Всякий раз поводом для встречи становился какой-нибудь мелкий текущий вопрос, но затем участники начинали "не для протокола" и "по моему личному мнению" высказываться об общем состоянии советско-германских отношений. Сделалось ясно, что обе стороны готовы поступиться идеологическими принципами. Вопрос был в цене, которую Германия согласилась бы уплатить за, как выразился впоследствии Молотов, "спокойную уверенность на Востоке".

18 июля Бабарин передал Шнурре проект торгового соглашения и перечень сырьевых товаров, которые СССР готов поставить Германии, практически совпадавший со "списком дефицита" генерала Томаса.
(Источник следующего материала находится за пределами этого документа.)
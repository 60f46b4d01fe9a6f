use super::error::*;

use std::str::FromStr;

///
/// Suffixes that are sometimes applied to lengths (such as the width and height of an SVG document)
///
const UNIT_SUFFIXES: [&str; 4] = ["cm", "mm", "px", "pt"];

#[inline]
fn is_exponent(chr: char) -> bool {
    chr == 'e' || chr == 'E'
}

#[inline]
fn is_sign(chr: char) -> bool {
    chr == '-' || chr == '+'
}

///
/// Parses a single number, removing any unit suffix if the text does not end with a digit
///
/// `"12px"` and `"12"` both read as 12.0.
///
pub fn parse_length(text: &str) -> Result<f64, PathError> {
    let trimmed = text.trim();
    let mut number = trimmed;

    if !trimmed.ends_with(|chr: char| chr.is_ascii_digit()) {
        if let Some(suffix) = UNIT_SUFFIXES.iter().find(|suffix| trimmed.ends_with(*suffix)) {
            number = &trimmed[0..trimmed.len()-suffix.len()];
        }
    }

    match f64::from_str(number) {
        Ok(value) if value.is_finite()  => Ok(value),
        _                               => Err(PathError::ParseFailure(text.to_string()))
    }
}

///
/// Reads a run of number characters, which may contain more than one number if there is more
/// than one decimal point (`1.5.5` is the two numbers `1.5` and `.5`)
///
fn read_number_run(run: &str, target: &mut Vec<f64>) -> Result<(), PathError> {
    let mut number_start    = 0;
    let mut seen_point      = false;
    let mut seen_exponent   = false;

    for (idx, chr) in run.char_indices() {
        if chr == '.' {
            if !seen_point && !seen_exponent {
                seen_point = true;
                continue;
            }

            // A second point (or a point in the exponent) begins the next number
            target.push(parse_length(&run[number_start..idx])?);
            number_start    = idx;
            seen_point      = true;
            seen_exponent   = false;
        } else if is_exponent(chr) {
            seen_exponent   = true;
        }
    }

    target.push(parse_length(&run[number_start..])?);

    Ok(())
}

///
/// Reads the numbers in the argument text of a path command, appending them to the target
///
/// Any character that can't be part of a number acts as a separator. A minus sign both ends the
/// previous number and begins a new one, except directly after an exponent marker, so `10-5`
/// reads as `10 -5` but `1e-5` is a single number.
///
pub fn read_numbers(text: &str, target: &mut Vec<f64>) -> Result<(), PathError> {
    let mut number_start    = None;
    let mut last_chr        = ' ';

    for (idx, chr) in text.char_indices() {
        let is_number_chr = chr.is_ascii_digit()
            || chr == '.'
            || is_exponent(chr)
            || (is_sign(chr) && is_exponent(last_chr));

        if !is_number_chr {
            if let Some(start) = number_start {
                read_number_run(&text[start..idx], target)?;
            }

            number_start = if is_sign(chr) { Some(idx) } else { None };
        } else if number_start.is_none() {
            number_start = Some(idx);
        }

        last_chr = chr;
    }

    if let Some(start) = number_start {
        read_number_run(&text[start..], target)?;
    }

    Ok(())
}

///
/// Returns the numbers found in a piece of argument text
///
pub fn parse_numbers(text: &str) -> Result<Vec<f64>, PathError> {
    let mut numbers = vec![];
    read_numbers(text, &mut numbers)?;

    Ok(numbers)
}
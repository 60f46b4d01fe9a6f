//!
//! Conversion of relative command arguments to absolute coordinates
//!
//! Each group of a relative command is relative to the end point of the group before it, so the
//! offset moves along as the groups are resolved.
//!

///
/// Makes groups of x, y pairs absolute, starting from the specified point
///
/// The last pair in each group is the end point that the following group is relative to.
///
pub fn points_to_absolute(points: &mut [f64], group_size: usize, start: (f64, f64)) {
    let (mut last_x, mut last_y) = start;

    for group in points.chunks_mut(group_size) {
        for pair in group.chunks_mut(2) {
            pair[0] += last_x;
            pair[1] += last_y;
        }

        last_x = group[group_size-2];
        last_y = group[group_size-1];
    }
}

///
/// Makes a set of single-axis values (as for the H and V commands) absolute
///
pub fn values_to_absolute(values: &mut [f64], start: f64) {
    let mut last = start;

    for value in values.iter_mut() {
        last    += *value;
        *value  = last;
    }
}

///
/// Makes the end points of a set of arc argument groups absolute
///
/// Only the end point of an arc is a coordinate: the radii, rotation and flags are unchanged.
///
pub fn arc_points_to_absolute(arcs: &mut [f64], start: (f64, f64)) {
    let (mut last_x, mut last_y) = start;

    for arc in arcs.chunks_mut(7) {
        arc[5] += last_x;
        arc[6] += last_y;

        last_x = arc[5];
        last_y = arc[6];
    }
}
26 июля в берлинском ресторане "Эвест" состоялась встреча, которую впоследствии назовут исторической. Шнурре по поручению Риббентропа пригласил Астахова и Бабарина на дружеский ужин и впервые заговорил о возможности территориального раздела Европы.

"Мы готовы договориться по любым вопросам, дать любые гарантии, – заявил он. – Соглашение примет во внимание жизненные интересы обеих сторон. Во всем районе от Балтийского до Черного моря нет неразрешимых внешнеполитических проблем между нашими странами".

Шнурре особенно упирал на "общий элемент" в идеологии Германии и СССР – "противостояние западным демократиям".

Астахов ответил, что "политика восстановления дружеских отношений полностью соответствует жизненным интересам обеих стран".

С этого момента история понеслась вскачь. Немцев поджимало время: еще месяц-другой, и в Польше начнется осенняя распутица.

29 июля Вайцзекер направил Шуленбургу запись беседы в ресторане и инструкцию узнать у Молотова, насколько слова, сказанные за бокалом вина, соответствуют официальной политике Советского Союза. Через два дня он поторопил посла дополнительной телеграммой, в которой впервые появились слова: "Срочно. Секретно".

Вечером 2 августа во время очередной рутинной встречи с Астаховым Вайцзекер сообщил, что в соседней комнате "случайно" оказался Риббентроп, который хотел бы сказать несколько слов советскому представителю.

Рейхсминистр фактически дословно повторил формулировку Шнурре: "по всем проблемам, имеющим отношение к территории от Черного до Балтийского моря, мы могли бы без труда договориться".

На следующий день Молотов принял Шуленбурга, который откровенно обещал "уважать жизненные интересы СССР в Прибалтийских странах". Нарком, как написал в своем отчете посол, "оставил свою обычную сдержанность и казался необычно открытым".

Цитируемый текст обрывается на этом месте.